──────── INPUT RECORDS ────────

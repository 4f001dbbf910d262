//! Client implementation.
//!
//! The client maintains:
//! - A reliable control stream (handshake, removal notices, disconnect)
//! - An unreliable datagram socket (intents out, snapshots in)
//! - A [`ClientView`] that predicts and reconciles every rendered entity

use std::net::{IpAddr, Ipv4Addr, Ipv6Addr, SocketAddr};
use std::time::Duration;

use anyhow::Context;
use arena_shared::{
    config::{ArenaConfig, PredictionTuning},
    entity::EntityId,
    net::{IntentCommand, NetMsg, ReliableConn, ReliableWriter, UnreliableConn, PROTOCOL_VERSION},
    render::{RenderBackend, RenderedEntity},
};
use tokio::{
    net::TcpStream,
    sync::mpsc::{self, error::TryRecvError},
    task::JoinHandle,
};
use tracing::{debug, info, warn};

use crate::{input::LocalInput, prediction::ClientView};

/// Client connection state.
#[derive(Debug, Clone, PartialEq, Eq)]
pub enum ClientState {
    Connected,
    Disconnected { reason: String },
}

/// High-level game client.
pub struct GameClient {
    pub entity_id: EntityId,
    pub state: ClientState,
    pub cfg: ArenaConfig,
    pub view: ClientView,
    pub unreliable: UnreliableConn,

    tuning: PredictionTuning,
    writer: ReliableWriter,
    reliable_rx: mpsc::UnboundedReceiver<NetMsg>,
    reader_task: JoinHandle<()>,
    seq: u32,
}

impl GameClient {
    /// Connects to a server and performs handshake.
    pub async fn connect(cfg: &ArenaConfig) -> anyhow::Result<Self> {
        let server_addr: SocketAddr = cfg.server_addr.parse().context("parse server_addr")?;

        info!(server = %server_addr, name = %cfg.player_name, "Connecting to server");

        // Bind UDP first so we can tell the server where to send snapshots.
        let any = match server_addr.ip() {
            IpAddr::V4(_) => IpAddr::V4(Ipv4Addr::UNSPECIFIED),
            IpAddr::V6(_) => IpAddr::V6(Ipv6Addr::UNSPECIFIED),
        };
        let unreliable = UnreliableConn::connect(SocketAddr::new(any, 0), server_addr).await?;
        let client_udp_port = unreliable.local_addr().context("udp local_addr")?.port();

        let stream = TcpStream::connect(server_addr)
            .await
            .context("tcp connect")?;
        let mut reliable = ReliableConn::new(stream);

        reliable
            .send(&NetMsg::Hello {
                protocol: PROTOCOL_VERSION,
                name: Some(cfg.player_name.clone()),
            })
            .await?;
        reliable.send(&NetMsg::UdpHello { client_udp_port }).await?;

        let entity_id = match reliable.recv().await? {
            NetMsg::Welcome { entity_id } => entity_id,
            NetMsg::Disconnect { reason } => anyhow::bail!("server refused connection: {reason}"),
            other => anyhow::bail!("expected Welcome, got {other:?}"),
        };
        info!(entity = %entity_id, "Connected to server");

        let (mut reader, writer) = reliable.split();
        let (tx, reliable_rx) = mpsc::unbounded_channel();
        let reader_task = tokio::spawn(async move {
            loop {
                match reader.recv().await {
                    Ok(msg) => {
                        if tx.send(msg).is_err() {
                            break;
                        }
                    }
                    Err(e) => {
                        debug!(error = %e, "Reliable stream ended");
                        break;
                    }
                }
            }
        });

        Ok(Self {
            entity_id,
            state: ClientState::Connected,
            cfg: cfg.clone(),
            view: ClientView::new(entity_id),
            unreliable,
            tuning: cfg.prediction_tuning(),
            writer,
            reliable_rx,
            reader_task,
            seq: 0,
        })
    }

    pub fn is_connected(&self) -> bool {
        self.state == ClientState::Connected
    }

    /// Handles every reliable message received so far.
    pub fn poll_reliable(&mut self) {
        loop {
            match self.reliable_rx.try_recv() {
                Ok(NetMsg::EntityRemoved { id }) => {
                    debug!(entity = %id, "Entity removed");
                    self.view.remove(id);
                }
                Ok(NetMsg::Disconnect { reason }) => {
                    info!(reason = %reason, "Disconnected from server");
                    self.state = ClientState::Disconnected { reason };
                }
                Ok(other) => debug!(?other, "Unhandled reliable message"),
                Err(TryRecvError::Empty) => break,
                Err(TryRecvError::Disconnected) => {
                    if self.is_connected() {
                        warn!("Reliable connection lost");
                        self.state = ClientState::Disconnected {
                            reason: "connection lost".to_string(),
                        };
                    }
                    break;
                }
            }
        }
    }

    /// Sends one input to the server and seeds local prediction for it.
    pub async fn issue(&mut self, input: &LocalInput) -> anyhow::Result<IntentCommand> {
        input.seed_prediction(&mut self.view, &self.cfg.rules);
        self.seq = self.seq.wrapping_add(1);
        let cmd = IntentCommand {
            entity_id: self.entity_id,
            seq: self.seq,
            intent: input.to_intent(),
        };
        self.unreliable.send(&NetMsg::Intent(cmd.clone())).await?;
        Ok(cmd)
    }

    /// Applies every snapshot already queued on the socket. Returns how many were new.
    pub fn recv_snapshots(&mut self) -> anyhow::Result<usize> {
        let mut applied = 0;
        for msg in self.unreliable.drain()? {
            applied += usize::from(self.on_datagram(msg));
        }
        Ok(applied)
    }

    /// Waits up to `timeout` for one snapshot.
    pub async fn wait_snapshot(&mut self, timeout: Duration) -> anyhow::Result<bool> {
        match self.unreliable.recv_timeout(timeout).await? {
            Some(msg) => Ok(self.on_datagram(msg)),
            None => Ok(false),
        }
    }

    fn on_datagram(&mut self, msg: NetMsg) -> bool {
        match msg {
            NetMsg::Snapshot(snap) => self.view.apply_snapshot(&snap),
            other => {
                debug!(?other, "Unexpected UDP message");
                false
            }
        }
    }

    /// Runs one prediction frame.
    pub fn frame(&mut self) -> Vec<RenderedEntity> {
        self.view.frame(&self.tuning)
    }

    /// Runs one prediction frame and draws it.
    pub fn render(&mut self, backend: &mut dyn RenderBackend) {
        let entities = self.frame();
        backend.begin_frame();
        for entity in &entities {
            backend.draw_entity(entity);
        }
        backend.end_frame();
    }

    /// Tells the server we are leaving.
    pub async fn disconnect(&mut self, reason: &str) -> anyhow::Result<()> {
        self.writer
            .send(&NetMsg::Disconnect {
                reason: reason.to_string(),
            })
            .await?;
        self.state = ClientState::Disconnected {
            reason: reason.to_string(),
        };
        Ok(())
    }
}

impl Drop for GameClient {
    fn drop(&mut self) {
        self.reader_task.abort();
    }
}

────────

AIM OF THE TASK
When the line with "let server_addr: SocketAddr" is reached in the data above, begin copying, and stop after the line with "let any = match"; copy each line exactly, both ends included.

RESULT
        let server_addr: SocketAddr = cfg.server_addr.parse().context("parse server_addr")?;

        info!(server = %server_addr, name = %cfg.player_name, "Connecting to server");

        // Bind UDP first so we can tell the server where to send snapshots.
        let any = match server_addr.ip() {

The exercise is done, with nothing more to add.